In accordance with the first preferred embodiment of the present invention, following effects can be obtained.

1) Since etching selectivity between the natural oxide film and silicon can be 8 by controlling the degree of decomposition rate of the NF₃ gas, which greatly contributes to the natural oxide film removal, the natural oxide film can be removed completely. For example, the natural oxide film can be removed with an etching rate equal to or greater than 3 Å/min.

2) By controlling the degree of the decomposition rate of the NF₃ gas, plasma damages on, e.g., the wafer, the process tube and the boat can be prevented from occurring.

3) Since the degree of the composition rate of the NF₃ gas can be controlled in a wide range by varying the distance L between the NF₃ gas injection hole of the NF₃ gas input line and the plasma chamber, the natural oxide film can be removed completely in any processing condition.

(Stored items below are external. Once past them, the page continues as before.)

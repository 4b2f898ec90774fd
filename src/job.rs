use std::fmt;
use std::path::{Path, PathBuf};

use image::{DynamicImage, ImageBuffer, Luma, Pixel, Primitive};
use num_traits::NumCast;
use tracing::{debug, info};

use crate::builder::apply_configuration;
use crate::config::RawArguments;
use crate::errors::{JobFailure, JobStep, OdisfError, Result};
use crate::resolver::{check_output_path, resolve_inputs, LabelDepth, ResolvedInputs};
use crate::traits::{LabelImage, SegmentationEngine, SuperpixelHandle};

#[derive(Debug, Clone, Copy, PartialEq, Eq)]
pub enum JobState {
    Init,
    Resolved,
    Configured,
    Executed,
    Finalized,
    Failed,
}

impl fmt::Display for JobState {
    fn fmt(&self, f: &mut fmt::Formatter<'_>) -> fmt::Result {
        fmt::Debug::fmt(self, f)
    }
}

/// Summary of a finished job.
#[derive(Debug, Clone, PartialEq, Eq)]
pub struct JobReport {
    pub output_path: PathBuf,
    pub width: u32,
    pub height: u32,
    pub superpixels: u32,
}

/// One segmentation command: resolve inputs, configure, run, persist.
///
/// Every resource is owned by exactly one binding at a time, so whichever
/// step fails, everything acquired before it is released on the way out and
/// the output file is only touched after the segmentation succeeded.
pub struct Job<'a, E: SegmentationEngine> {
    args: &'a RawArguments,
    engine: &'a E,
    state: JobState,
}

impl<'a, E: SegmentationEngine> Job<'a, E> {
    pub const fn new(args: &'a RawArguments, engine: &'a E) -> Self {
        Self {
            args,
            engine,
            state: JobState::Init,
        }
    }

    pub const fn state(&self) -> JobState {
        self.state
    }

    /// Runs the job to a terminal state. A job runs once.
    pub fn run(mut self) -> std::result::Result<JobReport, JobFailure> {
        self.drive()
    }

    fn drive(&mut self) -> std::result::Result<JobReport, JobFailure> {
        let result = self.execute();
        if result.is_err() {
            self.transition(JobState::Failed);
        }
        result
    }

    fn execute(&mut self) -> std::result::Result<JobReport, JobFailure> {
        let ResolvedInputs {
            images,
            output_path,
        } = resolve_inputs(self.args).map_err(|e| JobFailure::new(JobStep::ResolveInputs, e))?;
        self.transition(JobState::Resolved);

        // the images move into the handle and are released with it
        let mut handle = self
            .engine
            .create(images)
            .map_err(|e| JobFailure::new(JobStep::Configure, e))?;
        apply_configuration(self.args, &mut handle)
            .map_err(|e| JobFailure::new(JobStep::Configure, e))?;
        self.transition(JobState::Configured);

        let labels = handle
            .run()
            .map_err(|e| JobFailure::new(JobStep::Execute, e))?;
        self.transition(JobState::Executed);

        write_labels(&labels, &output_path).map_err(|e| JobFailure::new(JobStep::Persist, e))?;
        let report = JobReport {
            output_path,
            width: labels.width(),
            height: labels.height(),
            superpixels: labels.iter().copied().max().unwrap_or(0),
        };
        drop(labels);
        self.transition(JobState::Finalized);

        info!(
            path = %report.output_path.display(),
            superpixels = report.superpixels,
            "label image written"
        );
        Ok(report)
    }

    fn transition(&mut self, next: JobState) {
        debug!(from = %self.state, to = %next, "job state changed");
        self.state = next;
    }
}

/// Runs a whole job with `engine`.
pub fn run_job<E: SegmentationEngine>(
    args: &RawArguments,
    engine: &E,
) -> std::result::Result<JobReport, JobFailure> {
    Job::new(args, engine).run()
}

/// What a command invocation amounted to.
#[derive(Debug)]
pub enum CommandOutcome {
    Finished(JobReport),
    /// `--help` was given; nothing else was looked at.
    Usage,
    Failed(JobFailure),
}

impl CommandOutcome {
    pub const fn is_success(&self) -> bool {
        matches!(self, Self::Finished(_))
    }
}

pub fn run_command<E: SegmentationEngine>(args: &RawArguments, engine: &E) -> CommandOutcome {
    if args.help_requested() {
        return CommandOutcome::Usage;
    }
    match run_job(args, engine) {
        Ok(report) => CommandOutcome::Finished(report),
        Err(failure) => CommandOutcome::Failed(failure),
    }
}

/// Writes `labels` with the format implied by the extension of `path`.
///
/// PNG, TIFF and PNM get 16-bit samples, other formats 8-bit ones. Labels
/// that do not fit are an error rather than being wrapped.
pub fn write_labels(labels: &LabelImage, path: &Path) -> Result<()> {
    let (format, depth) = check_output_path(path)?;
    let image = match depth {
        LabelDepth::Sixteen => DynamicImage::ImageLuma16(narrow(labels, path)?),
        LabelDepth::Eight => DynamicImage::ImageLuma8(narrow(labels, path)?),
    };

    image
        .save_with_format(path, format)
        .map_err(|e| OdisfError::ImageIo {
            path: path.to_path_buf(),
            operation: "label image write",
            source: Box::new(e),
        })
}

fn narrow<T>(labels: &LabelImage, path: &Path) -> Result<ImageBuffer<Luma<T>, Vec<T>>>
where
    T: Primitive + NumCast,
    Luma<T>: Pixel<Subpixel = T>,
{
    let too_large = |label: u32| OdisfError::ImageIo {
        path: path.to_path_buf(),
        operation: "label conversion",
        source: format!("label {} does not fit the output sample type", label).into(),
    };

    let samples = labels
        .iter()
        .map(|&label| <T as NumCast>::from(label).ok_or_else(|| too_large(label)))
        .collect::<Result<Vec<T>>>()?;
    ImageBuffer::from_raw(labels.width(), labels.height(), samples)
        .ok_or_else(|| too_large(0))
}
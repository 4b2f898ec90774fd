use std::fmt;
use std::path::PathBuf;

use thiserror::Error;

use crate::config::ArgName;

/// The role an input image plays in a segmentation job.
#[derive(Debug, Clone, Copy, PartialEq, Eq)]
pub enum InputRole {
    Image,
    Mask,
    SaliencyMap,
}

impl fmt::Display for InputRole {
    fn fmt(&self, f: &mut fmt::Formatter<'_>) -> fmt::Result {
        match self {
            Self::Image => f.write_str("input image"),
            Self::Mask => f.write_str("mask"),
            Self::SaliencyMap => f.write_str("object saliency map"),
        }
    }
}

/// Spatial extent of an image. Two images are compatible only if their
/// domains are equal.
#[derive(Debug, Clone, Copy, PartialEq, Eq)]
pub struct Domain {
    pub width: u32,
    pub height: u32,
}

impl From<(u32, u32)> for Domain {
    fn from((width, height): (u32, u32)) -> Self {
        Self { width, height }
    }
}

impl fmt::Display for Domain {
    fn fmt(&self, f: &mut fmt::Formatter<'_>) -> fmt::Result {
        write!(f, "{}x{}", self.width, self.height)
    }
}

/// Structured error types for a segmentation job.
///
/// Every variant names the option or input role it concerns, so the single
/// diagnostic printed by the binary is enough to locate the problem.
#[derive(Error, Debug)]
pub enum OdisfError {
    #[error("Missing input: {what} ({option})")]
    MissingInput { option: ArgName, what: &'static str },

    #[error("Invalid value for {option}: {reason}")]
    InvalidValue { option: ArgName, reason: String },

    #[error("Unsupported format: cannot write a grayscale label image to {path:?}")]
    UnsupportedFormat { path: PathBuf },

    #[error("Domain mismatch: {role} is {actual} but the input image is {expected}")]
    DomainMismatch {
        role: InputRole,
        expected: Domain,
        actual: Domain,
    },

    #[error("Unsupported option for {option}: {value:?} (expected one of {expected})")]
    UnsupportedOption {
        option: ArgName,
        value: String,
        expected: &'static str,
    },

    #[error("Algorithm failure: {reason}")]
    AlgorithmFailure { reason: String },

    #[error("Image I/O error: {operation} failed (file: {path:?})")]
    ImageIo {
        path: PathBuf,
        operation: &'static str,
        #[source]
        source: Box<dyn std::error::Error + Send + Sync>,
    },
}

impl OdisfError {
    pub(crate) fn algorithm(reason: impl Into<String>) -> Self {
        Self::AlgorithmFailure {
            reason: reason.into(),
        }
    }
}

pub type Result<T> = std::result::Result<T, OdisfError>;

/// The step of the job at which a failure was detected.
#[derive(Debug, Clone, Copy, PartialEq, Eq)]
pub enum JobStep {
    ResolveInputs,
    Configure,
    Execute,
    Persist,
}

impl fmt::Display for JobStep {
    fn fmt(&self, f: &mut fmt::Formatter<'_>) -> fmt::Result {
        match self {
            Self::ResolveInputs => f.write_str("resolving inputs"),
            Self::Configure => f.write_str("configuring the segmentation"),
            Self::Execute => f.write_str("running the segmentation"),
            Self::Persist => f.write_str("writing the label image"),
        }
    }
}

/// A terminal job failure: what went wrong and at which step.
#[derive(Error, Debug)]
#[error("Error while {step}: {source}")]
pub struct JobFailure {
    pub step: JobStep,
    #[source]
    pub source: OdisfError,
}

impl JobFailure {
    pub fn new(step: JobStep, source: OdisfError) -> Self {
        Self { step, source }
    }
}
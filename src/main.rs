use std::io::IsTerminal;
use std::process::ExitCode;

use anyhow::{anyhow, Result};
use clap::Parser;
use tracing_subscriber::EnvFilter;

use odisf_rs::{run_command, CommandOutcome, OdisfEngine, OdisfError, RawArguments};

fn main() -> Result<ExitCode> {
    tracing_subscriber::fmt()
        .with_env_filter(
            EnvFilter::try_from_default_env().unwrap_or_else(|_| EnvFilter::new("info")),
        )
        .with_writer(std::io::stderr)
        .try_init()
        .map_err(|e| anyhow!(e))?;

    let args = RawArguments::parse();
    let engine = OdisfEngine::new().with_progress(std::io::stderr().is_terminal());

    let outcome = run_command(&args, &engine);
    match &outcome {
        CommandOutcome::Finished(_) => {}
        CommandOutcome::Usage => println!("{}", RawArguments::usage()),
        CommandOutcome::Failed(failure) => {
            eprintln!("{}", failure);
            if matches!(failure.source, OdisfError::MissingInput { .. }) {
                eprintln!("\n{}", RawArguments::usage());
            }
        }
    }

    Ok(if outcome.is_success() {
        ExitCode::SUCCESS
    } else {
        ExitCode::FAILURE
    })
}
use std::cmp::{Ordering, Reverse};
use std::collections::BinaryHeap;

use super::Features;

const FOUR_NEIGHBORS: [(isize, isize); 4] = [(-1, 0), (1, 0), (0, -1), (0, 1)];
const EIGHT_NEIGHBORS: [(isize, isize); 8] = [
    (-1, 0),
    (1, 0),
    (0, -1),
    (0, 1),
    (-1, -1),
    (1, -1),
    (-1, 1),
    (1, 1),
];

#[derive(Debug, Clone, Copy, PartialEq, Eq)]
pub(crate) enum Adjacency {
    Four,
    Eight,
}

impl Adjacency {
    pub(crate) const fn new(diagonal: bool) -> Self {
        if diagonal {
            Self::Eight
        } else {
            Self::Four
        }
    }

    fn offsets(self) -> &'static [(isize, isize)] {
        match self {
            Self::Four => &FOUR_NEIGHBORS,
            Self::Eight => &EIGHT_NEIGHBORS,
        }
    }

    pub(crate) fn neighbors(
        self,
        pixel: usize,
        width: usize,
        height: usize,
    ) -> impl Iterator<Item = usize> {
        let x = (pixel % width) as isize;
        let y = (pixel / width) as isize;
        self.offsets().iter().filter_map(move |&(dx, dy)| {
            let (nx, ny) = (x + dx, y + dy);
            if nx < 0 || ny < 0 || nx >= width as isize || ny >= height as isize {
                None
            } else {
                Some(ny as usize * width + nx as usize)
            }
        })
    }
}

/// Running statistics of one tree of the forest.
#[derive(Debug, Clone, Copy, Default)]
pub(crate) struct TreeStats {
    pub size: usize,
    color_sum: [f32; 3],
    saliency_sum: f32,
}

impl TreeStats {
    fn add(&mut self, features: &Features, pixel: usize) {
        self.size += 1;
        for (sum, value) in self.color_sum.iter_mut().zip(features.color[pixel]) {
            *sum += value;
        }
        self.saliency_sum += features.saliency_at(pixel);
    }

    pub(crate) fn mean_color(&self) -> [f32; 3] {
        if self.size == 0 {
            return [0.0; 3];
        }
        let n = self.size as f32;
        self.color_sum.map(|sum| sum / n)
    }

    pub(crate) fn mean_saliency(&self) -> f32 {
        if self.size == 0 {
            0.0
        } else {
            self.saliency_sum / self.size as f32
        }
    }
}

/// Result of one delineation: the tree of every pixel and per-tree statistics.
/// Tree `i` grows from seed `i`.
#[derive(Debug, Clone)]
pub(crate) struct Forest {
    pub tree_of: Vec<Option<usize>>,
    pub trees: Vec<TreeStats>,
}

impl Forest {
    /// Sorted, deduplicated neighbour trees of every tree.
    pub(crate) fn tree_neighbors(
        &self,
        features: &Features,
        adjacency: Adjacency,
    ) -> Vec<Vec<usize>> {
        let mut neighbors = vec![Vec::new(); self.trees.len()];
        for (pixel, tree) in self.tree_of.iter().enumerate() {
            let Some(tree) = *tree else { continue };
            for other in adjacency.neighbors(pixel, features.width, features.height) {
                if let Some(other_tree) = self.tree_of[other] {
                    if other_tree != tree {
                        neighbors[tree].push(other_tree);
                    }
                }
            }
        }
        for list in &mut neighbors {
            list.sort_unstable();
            list.dedup();
        }
        neighbors
    }
}

#[derive(Debug, Clone, Copy)]
struct Candidate {
    cost: f32,
    pixel: usize,
}

impl PartialEq for Candidate {
    fn eq(&self, other: &Self) -> bool {
        self.cmp(other) == Ordering::Equal
    }
}

impl Eq for Candidate {}

impl PartialOrd for Candidate {
    fn partial_cmp(&self, other: &Self) -> Option<Ordering> {
        Some(self.cmp(other))
    }
}

impl Ord for Candidate {
    fn cmp(&self, other: &Self) -> Ordering {
        self.cost
            .total_cmp(&other.cost)
            .then(self.pixel.cmp(&other.pixel))
    }
}

/// Image foresting transform with `fmax` path cost.
///
/// The arc weight to a pixel is its colour distance to the current mean
/// colour of the tree trying to conquer it, so tree statistics are updated
/// as each pixel leaves the queue. Pixels outside the region of interest
/// are never conquered.
pub(crate) fn delineate(features: &Features, seeds: &[usize], adjacency: Adjacency) -> Forest {
    let len = features.len();
    let mut cost = vec![f32::INFINITY; len];
    let mut tree_of: Vec<Option<usize>> = vec![None; len];
    let mut finished = vec![false; len];
    let mut trees = vec![TreeStats::default(); seeds.len()];
    let mut queue = BinaryHeap::with_capacity(seeds.len());

    for (tree, &seed) in seeds.iter().enumerate() {
        cost[seed] = 0.0;
        tree_of[seed] = Some(tree);
        queue.push(Reverse(Candidate {
            cost: 0.0,
            pixel: seed,
        }));
    }

    while let Some(Reverse(Candidate { cost: path_cost, pixel })) = queue.pop() {
        if finished[pixel] || path_cost > cost[pixel] {
            continue;
        }
        finished[pixel] = true;

        let Some(tree) = tree_of[pixel] else { continue };
        trees[tree].add(features, pixel);
        let mean = trees[tree].mean_color();

        for neighbor in adjacency.neighbors(pixel, features.width, features.height) {
            if finished[neighbor] || !features.in_roi(neighbor) {
                continue;
            }
            let extended = path_cost.max(color_distance(&features.color[neighbor], &mean));
            if extended < cost[neighbor] {
                cost[neighbor] = extended;
                tree_of[neighbor] = Some(tree);
                queue.push(Reverse(Candidate {
                    cost: extended,
                    pixel: neighbor,
                }));
            }
        }
    }

    Forest { tree_of, trees }
}

pub(crate) fn color_distance(a: &[f32; 3], b: &[f32; 3]) -> f32 {
    a.iter()
        .zip(b)
        .map(|(x, y)| (x - y) * (x - y))
        .sum::<f32>()
        .sqrt()
}

#[cfg(test)]
mod tests {
    use super::*;

    fn features(
        width: usize,
        height: usize,
        color: impl Fn(usize, usize) -> [f32; 3],
    ) -> Features {
        let color = (0..width * height)
            .map(|i| color(i % width, i / width))
            .collect();
        Features {
            width,
            height,
            color,
            mask: None,
            saliency: None,
        }
    }

    #[test]
    fn test_neighbors_at_corner() {
        let mut four: Vec<_> = Adjacency::Four.neighbors(0, 3, 3).collect();
        four.sort_unstable();
        assert_eq!(four, vec![1, 3]);

        let mut eight: Vec<_> = Adjacency::Eight.neighbors(0, 3, 3).collect();
        eight.sort_unstable();
        assert_eq!(eight, vec![1, 3, 4]);

        assert_eq!(Adjacency::Eight.neighbors(4, 3, 3).count(), 8);
    }

    #[test]
    fn test_two_regions_follow_the_edge() {
        // left half black, right half white; one seed on each side
        let features = features(6, 4, |x, _| if x < 3 { [0.0; 3] } else { [1.0; 3] });
        let forest = delineate(&features, &[6, 11], Adjacency::Eight);

        for (pixel, tree) in forest.tree_of.iter().enumerate() {
            let expected = if pixel % 6 < 3 { 0 } else { 1 };
            assert_eq!(*tree, Some(expected), "pixel {}", pixel);
        }
        assert_eq!(forest.trees[0].size, 12);
        assert_eq!(forest.trees[1].mean_color(), [1.0; 3]);
        assert_eq!(forest.tree_neighbors(&features, Adjacency::Four), vec![vec![1], vec![0]]);
    }

    #[test]
    fn test_mask_blocks_propagation() {
        let mut features = features(3, 1, |_, _| [0.5; 3]);
        features.mask = Some(vec![true, false, true]);
        let forest = delineate(&features, &[0], Adjacency::Eight);

        assert_eq!(forest.tree_of, vec![Some(0), None, None]);
    }
}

4) By supplying the natural oxide film removing gas parallel to main surfaces of the wafers loaded in the boat, the natural oxide film removing gas can be uniformly distributed across the main surfaces of the wafers, so the natural oxide film can be removed uniformly.

5) By rotating the boat holding the wafers thereon by using the turntable, the natural oxide film removing gas can contact with the front surfaces of the wafers uniformly, so that the natural oxide film can be removed uniformly.

6) For example, by disposing CVD film after removing the natural oxide film formed after pre-cleaning process, adverse effects of the natural oxide film on the CVD film can be completely prevented, so that the performance and reliability of a CVD apparatus can be improved and, further, the quality, reliability and yield of the semiconductor devices manufactured by the CVD apparatus can also be improved.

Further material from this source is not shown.